An Analysis of Factors Predicting Click Through Rate During Web Searching Using Neural Networks

Open Access
Author:
Zhang, Ying
Graduate Program:
Industrial Engineering
Degree:
Master of Science
Document Type:
Master Thesis
Date of Defense:
None
Committee Members:
  • Bernard James Jansen, Thesis Advisor
  • Enrique Del Castillo, Thesis Advisor
Keywords:
  • RBFN
  • MLPN
  • transactional log
  • neural network
  • search engine
Abstract:
In this research, I investigate the interactions between users and search engines during Web searching using Neural Networks (NNs) and data from two Web search engine transactional logs. The goal of this research is to identify factors that significantly affect the click through rate (CTR) of Web searchers. CTR, a metric for measuring customer satisfaction, is calculated by dividing the number of links that a searcher clicks by the number of the links that are delivered. The purpose of this research is to leverage user-system interaction data to improve CTRs and to design more efficient ranking and searching algorithms.
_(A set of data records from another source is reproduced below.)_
//! Engagement trend charts rendered to in-memory PNG.
//!
//! Rendering is CPU-bound, so async callers go through [`render_graph`],
//! which runs [`generate_graph_sync`] on tokio's blocking pool.
//!
//! Chart text is drawn with system fonts through plotters' `ttf` backend
//! (the default `system-fonts` feature). Any failure inside plotters,
//! including a panic from a missing font backend, comes back as
//! [`MembitError::Chart`].

use std::io::Cursor;
use std::panic::{self, AssertUnwindSafe};

use image::{ImageFormat, RgbImage};
use plotters::prelude::*;
use plotters::series::DashedLineSeries;

use crate::{MembitError, Result};

/// Output size in pixels.
pub const CHART_WIDTH: u32 = 800;
pub const CHART_HEIGHT: u32 = 400;

/// File name used when the chart is attached to a chat message.
pub const CHART_FILENAME: &str = "graph.png";

const LINE_COLOR: RGBColor = RGBColor(0x00, 0x99, 0xFF);
const MARKER_RADIUS: i32 = 4;

/// Plot `values` against `labels` and return PNG bytes.
///
/// Series arrive newest-first and are drawn oldest-to-newest (reversed) as
/// a dashed line with circular markers, with the keyword in the title and
/// rotated x-axis labels. Every failure is returned as
/// [`MembitError::Chart`].
pub fn generate_graph_sync(labels: &[String], values: &[f64], keyword: &str) -> Result<Vec<u8>> {
    if labels.is_empty() {
        return Err(MembitError::Chart("no data points to plot".into()));
    }
    if labels.len() != values.len() {
        return Err(MembitError::Chart(format!(
            "{} labels but {} values",
            labels.len(),
            values.len()
        )));
    }

    let labels: Vec<&str> = labels.iter().rev().map(String::as_str).collect();
    let values: Vec<f64> = values
        .iter()
        .rev()
        .map(|v| if v.is_finite() { *v } else { 0.0 })
        .collect();

    let mut pixels = vec![0u8; (CHART_WIDTH * CHART_HEIGHT * 3) as usize];
    match panic::catch_unwind(AssertUnwindSafe(|| draw(&mut pixels, &labels, &values, keyword))) {
        Ok(Ok(())) => {}
        Ok(Err(e)) => return Err(MembitError::Chart(e.to_string())),
        Err(payload) => return Err(MembitError::Chart(panic_message(payload.as_ref()))),
    }
    encode_png(pixels)
}

/// Async wrapper that keeps rendering off the cooperative scheduler.
pub async fn render_graph(labels: Vec<String>, values: Vec<f64>, keyword: String) -> Result<Vec<u8>> {
    tokio::task::spawn_blocking(move || generate_graph_sync(&labels, &values, &keyword))
        .await
        .map_err(|e| MembitError::Chart(format!("render task failed: {e}")))?
}

fn draw(
    pixels: &mut [u8],
    labels: &[&str],
    values: &[f64],
    keyword: &str,
) -> std::result::Result<(), Box<dyn std::error::Error>> {
    let root = BitMapBackend::with_buffer(pixels, (CHART_WIDTH, CHART_HEIGHT)).into_drawing_area();
    root.fill(&WHITE)?;

    let (y_min, y_max) = y_bounds(values);
    let last = labels.len() as i32 - 1;

    let mut chart = ChartBuilder::on(&root)
        .caption(format!("Engagement Trend — {keyword}"), ("sans-serif", 22))
        .margin(12)
        .x_label_area_size(70)
        .y_label_area_size(50)
        .build_cartesian_2d(-1i32..last + 1, y_min..y_max)?;

    let x_label_style = ("sans-serif", 12)
        .into_font()
        .transform(FontTransform::Rotate90);

    chart
        .configure_mesh()
        .x_labels(labels.len() + 2)
        .x_label_formatter(&|x| {
            usize::try_from(*x)
                .ok()
                .and_then(|i| labels.get(i))
                .map(|l| (*l).to_string())
                .unwrap_or_default()
        })
        .x_label_style(x_label_style)
        .draw()?;

    let points: Vec<(i32, f64)> = values
        .iter()
        .enumerate()
        .map(|(i, v)| (i as i32, *v))
        .collect();

    chart.draw_series(DashedLineSeries::new(
        points.iter().copied(),
        8,
        5,
        LINE_COLOR.stroke_width(2),
    ))?;
    chart.draw_series(
        points
            .iter()
            .map(|p| Circle::new(*p, MARKER_RADIUS, LINE_COLOR.filled())),
    )?;

    root.present()?;
    Ok(())
}

fn panic_message(payload: &(dyn std::any::Any + Send)) -> String {
    let detail = payload
        .downcast_ref::<&str>()
        .map(|s| (*s).to_string())
        .or_else(|| payload.downcast_ref::<String>().cloned())
        .unwrap_or_else(|| "unknown panic".to_string());
    format!("chart rendering panicked: {detail}")
}

/// Y range padded so flat or single-point series still have height.
fn y_bounds(values: &[f64]) -> (f64, f64) {
    let min = values.iter().copied().fold(f64::INFINITY, f64::min);
    let max = values.iter().copied().fold(f64::NEG_INFINITY, f64::max);
    let pad = ((max - min) * 0.1).max(1.0);
    (min - pad, max + pad)
}

fn encode_png(pixels: Vec<u8>) -> Result<Vec<u8>> {
    let image = RgbImage::from_raw(CHART_WIDTH, CHART_HEIGHT, pixels)
        .ok_or_else(|| MembitError::Chart("pixel buffer size mismatch".into()))?;
    let mut out = Cursor::new(Vec::new());
    image
        .write_to(&mut out, ImageFormat::Png)
        .map_err(|e| MembitError::Chart(format!("PNG encoding failed: {e}")))?;
    Ok(out.into_inner())
}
The analysis in this research consists of two parts: basic data analysis and extended data analysis. Basic data analysis shows that users spend less effort on retrieving their information needs later in the day and on the weekend. Most people prefer using the Internet Explorer browser, selecting informational links, and searching the Web vertically. In the extended data analysis, two NNs are utilized: Multilayer Backpropagation Neural Network (MLPN) and Radial Basis Function Neural Network (RBFN). We investigate the characteristics and quality of these two kinds of networks by screening out the nonlinear behavior in the search logs. We then use the MLPN, by virtue of its higher efficiency compared with the RBFN, to detect the influence of significant information on the CTR. Our findings show that the number of organic links viewed, the type of vertical, and the type of user intent have a negative correlation with the CTR. However, we find that the number of queries reformulated by users, searching time, average query length, type of browser, and the rank of links sum is shown in the Searching Result Page (SERP). All are positively correlated with the CTR. Based on these results, some recommendations for improving the performance of the searching algorithms are provided. Implications of current research will present a new direction for future research.